Chefchaouen is a landscape photographer’s wet dream. To wander ceaselessly through the labyrinth of alleyways painted in infinite shades of azure, turquoise, cyan, and to savour the arresting aroma of spices and oranges is an experience that demands to be felt. I recall feeling the merciless sun beating down upon me; the discomfort of my shirt sticking to my back in wet patches while my shoulders ached from the wretched train ride (the night) before. But the peacefulness of the medina soon soothed my pain and I gradually disregarded the time spent in transit. No words or pictures can accurately describe the subtle complexity of this city. Shifting lights and shadows cast by sunlight, street facades that slowly transform throughout the day, the ethereal beauty of Chefchaouen has to be seen in the flesh.

Moscold: a portmanteau of Moscow and cold

With travel halted, a trip to the kitchen can be a destination in itself. I used to detest cold weather of any sort, but at this moment, even the frigid Antarctica or the hot and arid Sahara Desert sounds more enticing than my four walls. It was minus 29 degrees in Moscow in December 2010, and I was turning into a block of ice at the Red Square. I was sniffling miserably, petrified that my ears were about to fall off and could no longer feel my toes. Somehow it did not occur to me that it was a horrible idea to rush out into the penetrating cold to take pictures of St Basil’s Cathedral. Or to queue in the gelid wind to see a dead man’s (Lenin) embalmed body. But when I first clapped eyes on the cathedral, shaped like the flame of a beacon spiralling into the sky, I was immediately enthralled by the outlandish and erratic combination of colours and shapes. In that heart-stopping moment, the cold was momentarily forgotten and the cathedral’s sublime beauty left a permanent mark on my soul. Upon entering the cathedral, you will find a maze of shadowy, mysterious galleries leading from one chapel to the next, each unveiling the building’s incredible past. According to legend, Ivan the Terrible blinded the architects who built it, because he feared that they would create something that would outshine his masterpiece.

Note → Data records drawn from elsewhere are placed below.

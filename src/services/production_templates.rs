use rust_decimal::Decimal;
use sea_orm::{
    ActiveModelTrait, ActiveValue, ActiveValue::Set, ColumnTrait, DatabaseConnection, EntityTrait,
    IntoActiveModel, ModelTrait, PaginatorTrait, QueryFilter, QueryOrder, TransactionTrait,
};
use serde::{Deserialize, Serialize};
use std::sync::Arc;
use tracing::{error, info, instrument};
use utoipa::ToSchema;
use uuid::Uuid;
use validator::Validate;

use crate::{
    entities::{
        product::Entity as ProductEntity,
        product_packaging::{self, Entity as ProductPackagingEntity},
        product_template::Entity as ProductTemplateEntity,
        production_template::{self, Entity as ProductionTemplateEntity},
        production_template_input::{self, Entity as ProductionTemplateInputEntity},
    },
    errors::ServiceError,
    events::{Event, EventSender},
    services::uom_by_id,
};

/// One extra ingredient line of a recipe (enology products and their doses)
#[derive(Debug, Clone, Deserialize, Serialize, Validate, ToSchema)]
pub struct RecipeInputLine {
    pub product_id: Uuid,
    pub quantity: Decimal,
    pub uom_id: Uuid,
}

/// Payload for creating a production template
#[derive(Debug, Clone, Deserialize, Validate, ToSchema)]
pub struct CreateProductionTemplateInput {
    #[validate(length(min = 1, max = 255))]
    pub name: String,
    pub packaging: Option<bool>,
    pub labeling: Option<bool>,
    pub packaging_product_id: Option<Uuid>,
    pub output_template_id: Option<Uuid>,
    pub quantity: Option<Decimal>,
    pub uom_id: Option<Uuid>,
    pub active: Option<bool>,
    #[serde(default)]
    #[validate]
    pub inputs: Vec<RecipeInputLine>,
}

/// Payload for updating a production template. `inputs`, when present,
/// replaces the whole line list.
#[derive(Debug, Clone, Default, Deserialize, Validate, ToSchema)]
pub struct UpdateProductionTemplateInput {
    #[validate(length(min = 1, max = 255))]
    pub name: Option<String>,
    pub packaging: Option<bool>,
    pub labeling: Option<bool>,
    pub packaging_product_id: Option<Uuid>,
    pub output_template_id: Option<Uuid>,
    pub quantity: Option<Decimal>,
    pub uom_id: Option<Uuid>,
    pub active: Option<bool>,
    #[validate]
    pub inputs: Option<Vec<RecipeInputLine>>,
}

/// Production template read model: the row plus its input lines
#[derive(Debug, Clone, Serialize, ToSchema)]
pub struct ProductionTemplateDetail {
    #[serde(flatten)]
    pub template: production_template::Model,
    pub inputs: Vec<production_template_input::Model>,
}

/// Service for production templates (recipes) and their input lines
#[derive(Clone)]
pub struct ProductionTemplateService {
    db: Arc<DatabaseConnection>,
    event_sender: EventSender,
}

/// The field rules that replace per-field UI states: batch quantity and unit
/// are mandatory for plain recipes, a packaging material only makes sense on a
/// packaging recipe, and a recipe cannot both package and label.
pub fn validate_recipe_rules(
    packaging: bool,
    labeling: bool,
    quantity: Option<Decimal>,
    uom_id: Option<Uuid>,
    packaging_product_id: Option<Uuid>,
) -> Result<(), ServiceError> {
    if packaging && labeling {
        return Err(ServiceError::ValidationError(
            "A production template cannot be both packaging and labeling".to_string(),
        ));
    }
    if packaging_product_id.is_some() && !packaging {
        return Err(ServiceError::ValidationError(
            "A packaging product may only be set on a packaging template".to_string(),
        ));
    }
    if !packaging && !labeling && (quantity.is_none() || uom_id.is_none()) {
        return Err(ServiceError::ValidationError(
            "Quantity and UOM are required unless the template is packaging or labeling"
                .to_string(),
        ));
    }
    Ok(())
}

impl ProductionTemplateService {
    pub fn new(db: Arc<DatabaseConnection>, event_sender: EventSender) -> Self {
        Self { db, event_sender }
    }

    /// Creates a production template with its input lines
    #[instrument(skip(self))]
    pub async fn create(
        &self,
        input: CreateProductionTemplateInput,
    ) -> Result<ProductionTemplateDetail, ServiceError> {
        let packaging = input.packaging.unwrap_or(false);
        let labeling = input.labeling.unwrap_or(false);

        validate_recipe_rules(
            packaging,
            labeling,
            input.quantity,
            input.uom_id,
            input.packaging_product_id,
        )?;

        let db = &*self.db;
        let txn = db.begin().await?;

        if let Some(product_id) = input.packaging_product_id {
            ProductEntity::find_by_id(product_id)
                .one(&txn)
                .await?
                .ok_or_else(|| {
                    ServiceError::NotFound(format!("Packaging product {} not found", product_id))
                })?;
        }
        if let Some(template_id) = input.output_template_id {
            ProductTemplateEntity::find_by_id(template_id)
                .one(&txn)
                .await?
                .ok_or_else(|| {
                    ServiceError::NotFound(format!("Output template {} not found", template_id))
                })?;
        }
        if let Some(uom_id) = input.uom_id {
            uom_by_id(&txn, uom_id).await?;
        }

        let template_id = Uuid::new_v4();
        let model = production_template::ActiveModel {
            id: Set(template_id),
            name: Set(input.name),
            packaging: Set(packaging),
            labeling: Set(labeling),
            packaging_product_id: Set(input.packaging_product_id),
            output_template_id: Set(input.output_template_id),
            quantity: Set(input.quantity),
            uom_id: Set(input.uom_id),
            active: input.active.map_or(ActiveValue::NotSet, Set),
            ..Default::default()
        };

        let created = model.insert(&txn).await.map_err(|e| {
            error!("Failed to create production template: {}", e);
            ServiceError::db_error(e)
        })?;

        let lines = insert_input_lines(&txn, template_id, &input.inputs).await?;

        txn.commit().await?;

        info!(
            "Production template created: id={}, packaging={}, labeling={}, inputs={}",
            created.id,
            created.packaging,
            created.labeling,
            lines.len()
        );

        self.event_sender
            .send(Event::ProductionTemplateCreated(created.id))
            .await
            .map_err(ServiceError::EventError)?;

        Ok(ProductionTemplateDetail {
            template: created,
            inputs: lines,
        })
    }

    /// Gets a production template with its input lines
    #[instrument(skip(self))]
    pub async fn get(&self, id: Uuid) -> Result<ProductionTemplateDetail, ServiceError> {
        let db = &*self.db;

        let template = ProductionTemplateEntity::find_by_id(id)
            .one(db)
            .await?
            .ok_or_else(|| {
                ServiceError::NotFound(format!("Production template {} not found", id))
            })?;

        let inputs = ProductionTemplateInputEntity::find()
            .filter(production_template_input::Column::ProductionTemplateId.eq(id))
            .all(db)
            .await?;

        Ok(ProductionTemplateDetail { template, inputs })
    }

    /// Lists production templates, newest first
    #[instrument(skip(self))]
    pub async fn list(
        &self,
        page: u64,
        per_page: u64,
    ) -> Result<(Vec<production_template::Model>, u64), ServiceError> {
        let paginator = ProductionTemplateEntity::find()
            .order_by_desc(production_template::Column::CreatedAt)
            .paginate(&*self.db, per_page);

        let total = paginator.num_items().await?;
        let templates = paginator.fetch_page(page.saturating_sub(1)).await?;

        Ok((templates, total))
    }

    /// Updates a production template, re-validating the field rules against
    /// the merged state.
    #[instrument(skip(self))]
    pub async fn update(
        &self,
        id: Uuid,
        input: UpdateProductionTemplateInput,
    ) -> Result<ProductionTemplateDetail, ServiceError> {
        let db = &*self.db;
        let txn = db.begin().await?;

        let current = ProductionTemplateEntity::find_by_id(id)
            .one(&txn)
            .await?
            .ok_or_else(|| {
                ServiceError::NotFound(format!("Production template {} not found", id))
            })?;

        let packaging = input.packaging.unwrap_or(current.packaging);
        let labeling = input.labeling.unwrap_or(current.labeling);
        let quantity = input.quantity.or(current.quantity);
        let uom_id = input.uom_id.or(current.uom_id);
        let packaging_product_id = input.packaging_product_id.or(current.packaging_product_id);

        validate_recipe_rules(packaging, labeling, quantity, uom_id, packaging_product_id)?;

        if let Some(product_id) = input.packaging_product_id {
            ProductEntity::find_by_id(product_id)
                .one(&txn)
                .await?
                .ok_or_else(|| {
                    ServiceError::NotFound(format!("Packaging product {} not found", product_id))
                })?;
        }
        if let Some(template_id) = input.output_template_id {
            ProductTemplateEntity::find_by_id(template_id)
                .one(&txn)
                .await?
                .ok_or_else(|| {
                    ServiceError::NotFound(format!("Output template {} not found", template_id))
                })?;
        }
        if let Some(uom_id) = input.uom_id {
            uom_by_id(&txn, uom_id).await?;
        }

        let mut active_model = current.into_active_model();
        if let Some(name) = input.name {
            active_model.name = Set(name);
        }
        active_model.packaging = Set(packaging);
        active_model.labeling = Set(labeling);
        if let Some(product_id) = input.packaging_product_id {
            active_model.packaging_product_id = Set(Some(product_id));
        }
        if let Some(template_id) = input.output_template_id {
            active_model.output_template_id = Set(Some(template_id));
        }
        if let Some(quantity) = input.quantity {
            active_model.quantity = Set(Some(quantity));
        }
        if let Some(uom_id) = input.uom_id {
            active_model.uom_id = Set(Some(uom_id));
        }
        if let Some(active) = input.active {
            active_model.active = Set(active);
        }

        let updated = active_model.update(&txn).await.map_err(|e| {
            error!("Failed to update production template {}: {}", id, e);
            ServiceError::db_error(e)
        })?;

        let lines = match input.inputs {
            Some(lines) => {
                ProductionTemplateInputEntity::delete_many()
                    .filter(production_template_input::Column::ProductionTemplateId.eq(id))
                    .exec(&txn)
                    .await?;
                insert_input_lines(&txn, id, &lines).await?
            }
            None => {
                ProductionTemplateInputEntity::find()
                    .filter(production_template_input::Column::ProductionTemplateId.eq(id))
                    .all(&txn)
                    .await?
            }
        };

        txn.commit().await?;

        self.event_sender
            .send(Event::ProductionTemplateUpdated(updated.id))
            .await
            .map_err(ServiceError::EventError)?;

        Ok(ProductionTemplateDetail {
            template: updated,
            inputs: lines,
        })
    }

    /// Deletes a production template. Rejected while any packaging
    /// association still references it.
    #[instrument(skip(self))]
    pub async fn delete(&self, id: Uuid) -> Result<(), ServiceError> {
        let db = &*self.db;
        let txn = db.begin().await?;

        let template = ProductionTemplateEntity::find_by_id(id)
            .one(&txn)
            .await?
            .ok_or_else(|| {
                ServiceError::NotFound(format!("Production template {} not found", id))
            })?;

        let referenced = ProductPackagingEntity::find()
            .filter(product_packaging::Column::ProductionTemplateId.eq(id))
            .one(&txn)
            .await?;
        if referenced.is_some() {
            return Err(ServiceError::Conflict(format!(
                "Production template \"{}\" is referenced by packaging associations",
                template.name
            )));
        }

        ProductionTemplateInputEntity::delete_many()
            .filter(production_template_input::Column::ProductionTemplateId.eq(id))
            .exec(&txn)
            .await?;
        template.delete(&txn).await?;

        txn.commit().await?;

        self.event_sender
            .send(Event::ProductionTemplateDeleted(id))
            .await
            .map_err(ServiceError::EventError)?;

        Ok(())
    }
}

async fn insert_input_lines<C: sea_orm::ConnectionTrait>(
    conn: &C,
    template_id: Uuid,
    lines: &[RecipeInputLine],
) -> Result<Vec<production_template_input::Model>, ServiceError> {
    let mut created = Vec::with_capacity(lines.len());
    for line in lines {
        ProductEntity::find_by_id(line.product_id)
            .one(conn)
            .await?
            .ok_or_else(|| {
                ServiceError::NotFound(format!("Input product {} not found", line.product_id))
            })?;
        uom_by_id(conn, line.uom_id).await?;

        let model = production_template_input::ActiveModel {
            id: Set(Uuid::new_v4()),
            production_template_id: Set(template_id),
            product_id: Set(line.product_id),
            quantity: Set(line.quantity),
            uom_id: Set(line.uom_id),
        };
        created.push(model.insert(conn).await?);
    }
    Ok(created)
}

While my photographs of Morocco and Moscow preserve a moment in time (and to feed the ‘gram), the best snapshots aren’t remembered for how they look, but rather how they made us feel—along with the emotions evoked. We complain impetuously about the discomforts of travel that we forget that it is a blessing to be physically present in that space. Be it walking along the hyperboreal streets of Riga with our teeth chattering, getting frustrated that not a single soul in Saint Petersburg seems to speak English, or navigating a complicated transport system like Barcelona that lacks the straightforwardness of Singapore’s, our entire experience is all the more richer regardless of how bumpy the journey may be.

When we finally egress from this quiescence, I’m quite certain that we will appreciate travel more than ever and realise how lucky we are to be able to experience the world again. For now, I look forward to the day when I can repack my beloved luggage and take a flight to Havana.